Augmented Reality (AR) steht für die computergestützte Erweiterung der menschlichen Realitätswahrnehmung. Die reale und virtuelle Welt verschmelzen technisch betrachtet miteinander. Der Vorteil: Durch den Einsatz von Kameras, Sensoren und hochauflösenden Displays, die heutzutage auch in handelsüblichen Smartphones verbaut sind, können dem Anwender virtuelle Aspekte (Textbausteine, Zusatzinformationen als Bild, Videos) zu realen Situationen eingeblendet werden. In der Intralogistik kommt AR beispielsweise bei der Kommissionier-Art Pick-by-Vision zum Einsatz, bei der die AR-Informationen mittels Datenbrille bereitgestellt werden.

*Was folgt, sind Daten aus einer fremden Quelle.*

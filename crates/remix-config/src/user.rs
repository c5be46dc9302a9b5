//! User configuration and the `remix.config.toml` file format
//!
//! ```toml
//! presets = ["server-bundles:top-level", "dist"]
//! ignoredRouteFiles = ["**/.*"]
//!
//! [future]
//! v3_singleFetch = true
//!
//! [preset.dist]
//! buildDirectory = "dist"
//! ```
//!
//! Top-level camelCase keys form the user patch. `presets` lists presets by
//! name, in order. `[preset.<name>]` tables declare static presets that can
//! then be listed by name.

use std::fmt;
use std::path::Path;
use std::sync::Arc;

use crate::error::{Error, Result};
use crate::patch::ConfigPatch;
use crate::preset::Preset;
use crate::presets::{PresetRegistry, StaticPreset};

/// Default config file name, looked up in the project directory
pub const CONFIG_FILE_NAME: &str = "remix.config.toml";

const PRESETS_FIELD: &str = "presets";
const PRESET_TABLES_FIELD: &str = "preset";

/// The consumer's configuration: an ordered preset list and a patch merged last
#[derive(Clone, Default)]
pub struct UserConfig {
    pub presets: Vec<Arc<dyn Preset>>,
    pub patch: ConfigPatch,
}

impl UserConfig {
    pub fn new(presets: Vec<Arc<dyn Preset>>, patch: ConfigPatch) -> Self {
        Self { presets, patch }
    }

    /// Load from a TOML file, resolving preset names through `registry`
    pub fn load(path: &Path, registry: &PresetRegistry) -> Result<Self> {
        if !path.exists() {
            return Err(Error::ConfigNotFound {
                path: path.to_path_buf(),
            });
        }
        let content = std::fs::read_to_string(path)?;
        tracing::debug!(path = %path.display(), "Loading user config");
        Self::parse(&content, registry)
    }

    /// Parse TOML content, resolving preset names through `registry`
    ///
    /// Static presets declared in the file are visible only to this config.
    pub fn parse(content: &str, registry: &PresetRegistry) -> Result<Self> {
        let mut table: toml::Table = toml::from_str(content)?;

        let names = match table.remove(PRESETS_FIELD) {
            None => Vec::new(),
            Some(toml::Value::Array(items)) => items
                .into_iter()
                .map(|item| match item {
                    toml::Value::String(name) => Ok(name),
                    _ => Err(Error::invalid_value(PRESETS_FIELD, "a list of preset names")),
                })
                .collect::<Result<Vec<_>>>()?,
            Some(_) => {
                return Err(Error::invalid_value(PRESETS_FIELD, "a list of preset names"));
            }
        };

        let mut registry = registry.clone();
        match table.remove(PRESET_TABLES_FIELD) {
            None => {}
            Some(toml::Value::Table(declared)) => {
                for (name, body) in declared {
                    let toml::Value::Table(body) = body else {
                        return Err(Error::invalid_value(
                            format!("{PRESET_TABLES_FIELD}.{name}"),
                            "a table of config keys",
                        ));
                    };
                    registry.register(Arc::new(StaticPreset::from_toml_table(name, body)?));
                }
            }
            Some(_) => {
                return Err(Error::invalid_value(
                    PRESET_TABLES_FIELD,
                    "a table of preset declarations",
                ));
            }
        }

        let presets = registry.resolve_all(&names)?;
        let patch = ConfigPatch::from_toml_table(table)?;
        Ok(Self { presets, patch })
    }

    /// Names of the configured presets, in order
    pub fn preset_names(&self) -> Vec<&str> {
        self.presets.iter().map(|p| p.name()).collect()
    }
}

impl fmt::Debug for UserConfig {
    fn fmt(&self, f: &mut fmt::Formatter<'_>) -> fmt::Result {
        f.debug_struct("UserConfig")
            .field("presets", &self.preset_names())
            .field("patch", &self.patch)
            .finish()
    }
}
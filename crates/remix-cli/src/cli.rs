//! CLI argument parsing using clap derive

use std::path::PathBuf;

use clap::{Args, Parser, Subcommand};

/// Remix build pipeline - resolve presets and drive the server build
#[derive(Parser, Debug)]
#[command(name = "remix")]
#[command(author, version, about, long_about = None)]
pub struct Cli {
    /// Enable verbose output
    #[arg(short, long, global = true)]
    pub verbose: bool,

    /// The command to run
    #[command(subcommand)]
    pub command: Option<Commands>,
}

/// Where to find the project and its inputs
#[derive(Args, Debug, Clone, PartialEq, Eq)]
pub struct ProjectArgs {
    /// Project directory; other paths are relative to it
    #[arg(long, default_value = ".")]
    pub cwd: PathBuf,

    /// Config file (default: remix.config.toml, optional)
    #[arg(short, long)]
    pub config: Option<PathBuf>,

    /// Route tree produced by route discovery (default: routes.json, optional)
    #[arg(short, long)]
    pub routes: Option<PathBuf>,
}

/// Available commands
#[derive(Subcommand, Debug, Clone, PartialEq, Eq)]
pub enum Commands {
    /// Resolve config, run the build command, then call buildEnd
    ///
    /// Examples:
    ///   remix build -- npx vite build
    ///   remix build --manifest-out build/manifest.json -- ./bundle.sh
    Build {
        #[command(flatten)]
        project: ProjectArgs,

        /// Write the buildEnd payload as JSON to this path
        #[arg(long)]
        manifest_out: Option<PathBuf>,

        /// Port passed to the build command as PORT
        #[arg(long, env = "PORT")]
        port: Option<u16>,

        /// Build target passed to the build command as REMIX_BUILD_TARGET
        #[arg(long)]
        target: Option<String>,

        /// The build command and its arguments
        #[arg(last = true, required = true)]
        command: Vec<String>,
    },

    /// Print the resolved config without building
    Resolve {
        #[command(flatten)]
        project: ProjectArgs,

        /// Output as JSON for scripting
        #[arg(long)]
        json: bool,
    },

    /// List the built-in presets
    Presets,
}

Die ersten Gehversuche, dem Nutzer visuelle Informationen zusätzlich zur realen Welt zur Verfügung zu stellen, machte der Elektroingenieur Ivan Sutherland im Jahr 1968. Er entwickelte eine Art Datenbrille, die allerdings zwingend mit einem damals noch raumfüllenden Computer gekoppelt sein musste. Die Brille projizierte einfache digitale Muster auf das Auge des Trägers. Die Entwicklung der Technologie kam damals nur schleppend voran, auch weil es keinerlei praktische Anwendungen gab. In den 1990er Jahren änderte sich das, als Tom Caudell und David Mizell eine der ersten kommerziellen Augmented-Reality-Anwendungen für die Firma Boeing vorstellten.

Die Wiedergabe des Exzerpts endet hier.